I bought my first record in 2011. My friend and I saw a stack of them in a bin at a second-hand store and decided, on a whim, to buy a couple of Stevie Wonder records and one from Aretha Franklin. We didn't have a turntable, so we went to the electronic section of the store and picked out an old one. In addition, we bought a small table on which we would set the player. Our entire shopping spree cost $20: $3 for the records, $7 for the record player and $10 for the table.
It was all totally worth it, because we experienced music in a completely different way that night. After setting up the turntable and placing the needle in the groove of the Aretha Franklin's greatest hits record—I insisted that we play that one first—we were amazed at the music that came out. The science of it all is beyond me, but, somehow, I felt closer to the music. Maybe it has something to do with the fact that the source of the music is tangible. With cassettes or CDs, no one can really touch where the sound comes from but with records, I could place my hand on the grooves.
June 2, Phillip Allen Rollins, more popularly known as DJ Young Venom, is hosting "4 The Record," an event during which all Jacksonians, young and old, can experience music through records. As a DJ, records are important to his music collection; he owns more than 1,000 of them. But even if he weren't a DJ, he would still be fascinated with records, Venom says. He explains that the sound quality from records is better than cassettes and MP3s because music on records is less compressed and engineered. It's like the difference between wholesome organic versus processed food.
Another important aspect of records for Venom—and many fans of records can attest to this—is the cover art. We both admitted to buying records just for the cover. He says one of the first records he remembers seeing was his mother's copy of "I Feel For You" by Chaka Khan. "It was like a charcoal painting of her and the back of her was like an image of her in a dress," Venom says. "That always stood in my mind."
June's "4 The Record," at North Midtown Art Center (121 Millsaps Ave.) is the fifth of such event for record-heads to buy, sell or trade vinyl.
"It's something that they do in every major city, and I noticed that we didn't have one here," Venom says.
Unlike similar events other cities, Jackson's record swap is not just for the avid record collector. "I want to make it something for everybody; it's for everybody who loves music, and there are very few people who don't like music," Venom says.

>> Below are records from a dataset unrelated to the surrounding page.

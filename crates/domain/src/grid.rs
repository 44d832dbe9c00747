// Copyright (C) 2026 Fred Clausen
// Use of this source code is governed by an MIT-style
// license that can be found in the LICENSE file or at
// https://opensource.org/licenses/MIT.

//! Grid-cell lookup for the board.
//!
//! Answers the two per-cell queries -- "is this job scheduled on this
//! day?" and "what are the day's details?" -- and derives the display
//! category for a cell. Comparison is by calendar day only; richer
//! time values are truncated before they reach a lookup.

use crate::types::{OtherIdentifier, ScheduledDate, ScheduledJob};
use std::collections::HashMap;
use time::{Date, PrimitiveDateTime};

/// Checks whether a job has a schedule entry for a calendar day.
#[must_use]
pub fn is_scheduled(job: &ScheduledJob, date: Date) -> bool {
    job.dates().iter().any(|entry| entry.date() == date)
}

/// Checks whether a job is scheduled on the calendar day of a richer
/// time value.
///
/// The time-of-day is discarded before comparison, so a non-midnight
/// timestamp matches a stored day entry.
#[must_use]
pub fn is_scheduled_at(job: &ScheduledJob, moment: PrimitiveDateTime) -> bool {
    is_scheduled(job, moment.date())
}

/// Returns the schedule entry for a calendar day, if any.
#[must_use]
pub fn details_for(job: &ScheduledJob, date: Date) -> Option<&ScheduledDate> {
    job.dates().iter().find(|entry| entry.date() == date)
}

/// Pre-built per-job index of schedule entries by calendar day.
///
/// The linear lookups above are fine for a 21-day window and a handful
/// of jobs; this index gives O(1) per cell when the board grows.
#[derive(Debug)]
pub struct DayIndex<'a> {
    by_day: HashMap<Date, &'a ScheduledDate>,
}

impl<'a> DayIndex<'a> {
    /// Builds the index for one job's schedule.
    #[must_use]
    pub fn build(job: &'a ScheduledJob) -> Self {
        let by_day: HashMap<Date, &'a ScheduledDate> = job
            .dates()
            .iter()
            .map(|entry| (entry.date(), entry))
            .collect();
        Self { by_day }
    }

    /// Checks whether the job is scheduled on a calendar day.
    #[must_use]
    pub fn is_scheduled(&self, date: Date) -> bool {
        self.by_day.contains_key(&date)
    }

    /// Returns the schedule entry for a calendar day, if any.
    #[must_use]
    pub fn details_for(&self, date: Date) -> Option<&'a ScheduledDate> {
        self.by_day.get(&date).copied()
    }
}

/// The display category of a grid cell.
#[derive(Debug, Clone, Copy, PartialEq, Eq)]
pub enum ColorCategory {
    /// No category; plain cell.
    None,
    /// Time-and-materials billing.
    TimeAndMaterials,
    /// Ten-day notice.
    TenDay,
    /// At least one real operator assignment.
    OperatorAssigned,
}

impl ColorCategory {
    /// Returns the string representation of this category.
    #[must_use]
    pub const fn as_str(&self) -> &'static str {
        match self {
            Self::None => "NONE",
            Self::TimeAndMaterials => "TIME_AND_MATERIALS",
            Self::TenDay => "TEN_DAY",
            Self::OperatorAssigned => "OPERATOR_ASSIGNED",
        }
    }
}

impl std::fmt::Display for ColorCategory {
    fn fmt(&self, f: &mut std::fmt::Formatter<'_>) -> std::fmt::Result {
        write!(f, "{}", self.as_str())
    }
}

/// Derives the display category for a schedule entry.
///
/// The priority order is fixed: time-and-materials wins over ten-day,
/// which wins over operator presence. This order must be preserved
/// exactly for consistent visual semantics.
#[must_use]
pub fn color_category(scheduled_date: &ScheduledDate) -> ColorCategory {
    if scheduled_date
        .identifiers()
        .contains(OtherIdentifier::TimeAndMaterials)
    {
        return ColorCategory::TimeAndMaterials;
    }
    if scheduled_date
        .identifiers()
        .contains(OtherIdentifier::TenDay)
    {
        return ColorCategory::TenDay;
    }
    if scheduled_date.has_active_operator() {
        return ColorCategory::OperatorAssigned;
    }
    ColorCategory::None
}

/// Renders an enum tag as a human label: title-cased, underscores to
/// spaces.
///
/// Works for any tag string, so unknown tags degrade gracefully.
#[must_use]
pub fn display_label(tag: &str) -> String {
    tag.split('_')
        .map(title_case_word)
        .collect::<Vec<String>>()
        .join(" ")
}

/// Returns the compact-cell abbreviation for an identifier tag.
///
/// Unknown tags fall back to the generic underscore-to-space rendering.
#[must_use]
pub fn identifier_abbreviation(tag: &str) -> String {
    match tag {
        "TIME_AND_MATERIALS" => String::from("TM"),
        "TEN_DAY" => String::from("10D"),
        "GRINDING" => String::from("G"),
        other => other.replace('_', " "),
    }
}

fn title_case_word(word: &str) -> String {
    let mut chars = word.chars();
    chars.next().map_or_else(String::new, |first| {
        first.to_uppercase().collect::<String>() + &chars.as_str().to_lowercase()
    })
}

He purposefully made the swap affordable, and it will feature live music from several local artists.
Venom also wants these events to be educational. For fans of hip-hop music, for example, digging through crates of records is one way to learn about the samples used in contemporary beats.
Expect to see vendors of all sorts selling things like hats, T-shirts and buttons at the swap. That Scoundrel, 5th Child, Double Date and DJ Repercussion (with Mr. Fluid) perform. Venom will be spinning music from his vast collection as well.
He says he's not looking to trade any of his records, but I'm willing to bet that—for the right price—you might be able to get him to part ways with one of his Blue Note jazz records.